// Copyright 2020 Zachary Stewart
//
// Licensed under the Apache License, Version 2.0 (the "License");
// you may not use this file except in compliance with the License.
// You may obtain a copy of the License at
//
//     http://www.apache.org/licenses/LICENSE-2.0
//
// Unless required by applicable law or agreed to in writing, software
// distributed under the License is distributed on an "AS IS" BASIS,
// WITHOUT WARRANTIES OR CONDITIONS OF ANY KIND, either express or implied.
// See the License for the specific language governing permissions and
// limitations under the License.

//! Errors used by the [`Board`][crate::board::Board] and the players placing and
//! shooting on it.

use std::fmt::{self, Debug};

use thiserror::Error;

use crate::board::Coordinate;

/// Reason why a vessel could not be placed on the given coordinates.
#[derive(Debug, Error, Copy, Clone, Eq, PartialEq)]
pub enum CannotPlaceReason {
    /// One or more of the coordinates lies outside the board.
    #[error("the requested position is outside the board")]
    OutOfBounds,
    /// One or more of the cells already holds a vessel or a bonus tile.
    #[error("the requested position was already occupied")]
    OccupiedCell,
    /// The same coordinate was listed twice for one vessel.
    #[error("the same cell was chosen twice for one vessel")]
    DuplicateCoordinate,
    /// A vessel must occupy at least one cell.
    #[error("a vessel needs at least one cell")]
    Empty,
    /// Every vessel the player is allowed has already been placed.
    #[error("all vessels have already been placed")]
    FleetComplete,
}

/// Error caused when attempting to place a vessel in an invalid position. Hands the
/// rejected placement back to the caller.
#[derive(Error)]
#[error("could not place vessel: {reason}")]
pub struct PlaceError<P> {
    #[source]
    reason: CannotPlaceReason,
    placement: P,
}

impl<P> Debug for PlaceError<P> {
    fn fmt(&self, f: &mut fmt::Formatter) -> fmt::Result {
        fmt::Display::fmt(self, f)
    }
}

impl<P> PlaceError<P> {
    /// Construct a placement error from a reason and the rejected placement.
    pub(crate) fn new(reason: CannotPlaceReason, placement: P) -> Self {
        Self { reason, placement }
    }

    /// Get the reason placement was aborted.
    pub fn reason(&self) -> CannotPlaceReason {
        self.reason
    }

    /// Get a reference to the placement that was attempted.
    pub fn placement(&self) -> &P {
        &self.placement
    }

    /// Extract the placement from this error.
    pub fn into_placement(self) -> P {
        self.placement
    }
}

/// Reason why a particular cell could not be shot.
#[derive(Debug, Error, Copy, Clone, Eq, PartialEq)]
pub enum CannotShootReason {
    /// The match has already been decided.
    #[error("the match is already over")]
    AlreadyOver,

    /// The cell selected was out of bounds on the board.
    #[error("the target coordinate is out of bounds")]
    OutOfBounds,

    /// The attacker already fired at that cell.
    #[error("that cell was already targeted")]
    DuplicateGuess,
}

/// Error returned when trying to shoot a cell.
#[derive(Debug, Error, Copy, Clone, Eq, PartialEq)]
#[error("could not shoot cell {coord}: {reason}")]
pub struct ShotError {
    /// Reason why the cell could not be shot.
    reason: CannotShootReason,

    /// The coordinates of the cell.
    coord: Coordinate,
}

impl ShotError {
    /// Construct a shot error with the given reason for the specified cell.
    pub(crate) fn new(reason: CannotShootReason, coord: Coordinate) -> Self {
        Self { reason, coord }
    }

    /// Get the reason the shot failed.
    pub fn reason(&self) -> CannotShootReason {
        self.reason
    }

    /// Get the coordinate of the shot cell.
    pub fn coord(&self) -> Coordinate {
        self.coord
    }
}
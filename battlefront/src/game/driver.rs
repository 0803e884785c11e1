// Copyright 2020 Zachary Stewart
//
// Licensed under the Apache License, Version 2.0 (the "License");
// you may not use this file except in compliance with the License.
// You may obtain a copy of the License at
//
//     http://www.apache.org/licenses/LICENSE-2.0
//
// Unless required by applicable law or agreed to in writing, software
// distributed under the License is distributed on an "AS IS" BASIS,
// WITHOUT WARRANTIES OR CONDITIONS OF ANY KIND, either express or implied.
// See the License for the specific language governing permissions and
// limitations under the License.

//! Seams between the engine and whatever collects input and presents the match.
use crate::{
    board::{Board, CannotPlaceReason, CannotShootReason, Coordinate},
    game::{MatchSummary, ShotReport},
    player::Player,
};

/// Context handed to a [`CoordinateSource`] along with each request. Boards are
/// included so the source can show them before asking.
#[derive(Debug, Copy, Clone)]
pub enum Request<'a> {
    /// Choose the cell for vessel number `vessel` out of `total`.
    PlaceVessel {
        player: Player,
        name: &'a str,
        vessel: usize,
        total: usize,
        board: &'a Board,
    },
    /// Choose a cell on the opponent's board to fire at.
    Shot {
        player: Player,
        name: &'a str,
        own: &'a Board,
        target: &'a Board,
    },
}

/// Why a coordinate supplied by a [`CoordinateSource`] was not accepted.
#[derive(Debug, Copy, Clone, Eq, PartialEq)]
pub enum Rejection {
    Place(CannotPlaceReason),
    Shot(CannotShootReason),
}

/// Supplies coordinates for human players, one per call. Blocks until a coordinate is
/// available. Errors abort whatever operation requested the coordinate.
pub trait CoordinateSource {
    type Error;

    /// Produce the next coordinate for the given request.
    fn request_coordinate(&mut self, request: &Request<'_>) -> Result<Coordinate, Self::Error>;

    /// Called when a coordinate returned by this source was rejected. The request will
    /// be repeated afterwards.
    fn rejected(&mut self, _coord: Coordinate, _reason: Rejection) {}
}

impl<S: CoordinateSource + ?Sized> CoordinateSource for &mut S {
    type Error = S::Error;

    fn request_coordinate(&mut self, request: &Request<'_>) -> Result<Coordinate, Self::Error> {
        (**self).request_coordinate(request)
    }

    fn rejected(&mut self, coord: Coordinate, reason: Rejection) {
        (**self).rejected(coord, reason)
    }
}

/// Notification emitted while a match is played.
#[derive(Debug, Clone, Eq, PartialEq)]
pub enum GameEvent {
    /// The first shot is about to be requested.
    MatchStarted { first: Player },
    /// A shot was resolved.
    Shot(ShotReport),
    /// A player lost their last vessel, or play could not continue.
    MatchOver(MatchSummary),
}

/// Receives [`GameEvent`]s. Formatting them is entirely up to the implementor.
pub trait EventSink {
    fn notify(&mut self, event: &GameEvent);
}

/// Collects every event, mostly useful for inspecting a finished match.
impl EventSink for Vec<GameEvent> {
    fn notify(&mut self, event: &GameEvent) {
        self.push(event.clone());
    }
}
// Copyright 2020 Zachary Stewart
//
// Licensed under the Apache License, Version 2.0 (the "License");
// you may not use this file except in compliance with the License.
// You may obtain a copy of the License at
//
//     http://www.apache.org/licenses/LICENSE-2.0
//
// Unless required by applicable law or agreed to in writing, software
// distributed under the License is distributed on an "AS IS" BASIS,
// WITHOUT WARRANTIES OR CONDITIONS OF ANY KIND, either express or implied.
// See the License for the specific language governing permissions and
// limitations under the License.

//! Dimensions of a square board.
use std::borrow::Borrow;

use rand::distributions::Uniform;

use crate::board::Coordinate;

/// Square dimensions of a board. Every board has the same number of rows and columns.
#[derive(Debug, Copy, Clone, Eq, PartialEq)]
pub struct Dimensions {
    /// Number of rows, which is also the number of columns.
    size: usize,
}

impl Dimensions {
    /// Create new [`Dimensions`] with `size` rows and `size` columns.
    /// Panics if `size` is 0 or if `size * size` exceeds `usize::max_value()`.
    pub fn new(size: usize) -> Self {
        match Self::try_new(size) {
            Some(dim) => dim,
            None if size == 0 => panic!("Dimensions must be nonzero"),
            None => panic!(
                "Dimensions too large: {} * {} > {}",
                size,
                size,
                usize::max_value()
            ),
        }
    }

    /// Create new [`Dimensions`] with `size` rows and `size` columns.
    /// Returns `None` if `size` is 0 or if `size * size` exceeds `usize::max_value()`.
    pub fn try_new(size: usize) -> Option<Self> {
        if size == 0 {
            None
        } else {
            size.checked_mul(size).map(|_| Self { size })
        }
    }

    /// Length of one side of the board.
    pub fn size(&self) -> usize {
        self.size
    }

    /// Number of cells on the board.
    pub fn total_size(&self) -> usize {
        self.size * self.size
    }

    /// Returns true if the coordinate lies on the board.
    pub fn contains(&self, coord: &Coordinate) -> bool {
        self.check_bounds(coord).is_some()
    }

    /// Convert a coordinate to a linear index within this dimension.
    /// Returns `None` if the coordinate is out of bounds.
    pub fn try_linearize(&self, coord: &Coordinate) -> Option<usize> {
        self.check_bounds(coord)
            .map(|coord| coord.row * self.size + coord.col)
    }

    /// Convert a linear index back into a [`Coordinate`].
    pub fn un_linearize(&self, idx: usize) -> Coordinate {
        Coordinate::new(idx / self.size, idx % self.size)
    }

    /// Get an iterator over rows of this grid. Each row is an iterator over the
    /// coordinates of that row.
    pub fn iter_coordinates(&self) -> impl Iterator<Item = impl Iterator<Item = Coordinate>> {
        let size = self.size;
        (0..size).map(move |row| (0..size).map(move |col| Coordinate::new(row, col)))
    }

    /// Distribution that picks any cell on the board with equal probability.
    pub fn coordinates(&self) -> Uniform<Coordinate> {
        Uniform::new(
            Coordinate::new(0, 0),
            Coordinate::new(self.size, self.size),
        )
    }

    #[inline]
    fn check_bounds<B: Borrow<Coordinate>>(&self, coord: B) -> Option<B> {
        let c = coord.borrow();
        if c.row < self.size && c.col < self.size {
            Some(coord)
        } else {
            None
        }
    }
}

#[cfg(test)]
mod tests {
    use super::*;

    #[test]
    fn linearize_round_trips_corners() {
        let dim = Dimensions::new(6);
        assert_eq!(dim.try_linearize(&Coordinate::new(0, 0)), Some(0));
        assert_eq!(dim.try_linearize(&Coordinate::new(5, 5)), Some(35));
        assert_eq!(dim.un_linearize(13), Coordinate::new(2, 1));
        assert_eq!(dim.try_linearize(&Coordinate::new(6, 0)), None);
        assert_eq!(dim.try_linearize(&Coordinate::new(0, 6)), None);
    }

    #[test]
    fn zero_size_is_rejected() {
        assert!(Dimensions::try_new(0).is_none());
        assert!(Dimensions::try_new(usize::max_value()).is_none());
    }

    #[test]
    fn iter_coordinates_is_row_major() {
        let rows: Vec<Vec<Coordinate>> = Dimensions::new(5)
            .iter_coordinates()
            .map(|row| row.collect())
            .collect();
        assert_eq!(rows.len(), 5);
        assert!(rows.iter().all(|row| row.len() == 5));
        assert_eq!(rows[1][3], Coordinate::new(1, 3));
    }
}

Prompt >> Lines with "back": return each one from the data above.

Written reply >>
/// rejected placement back to the caller.
    /// Convert a linear index back into a [`Coordinate`].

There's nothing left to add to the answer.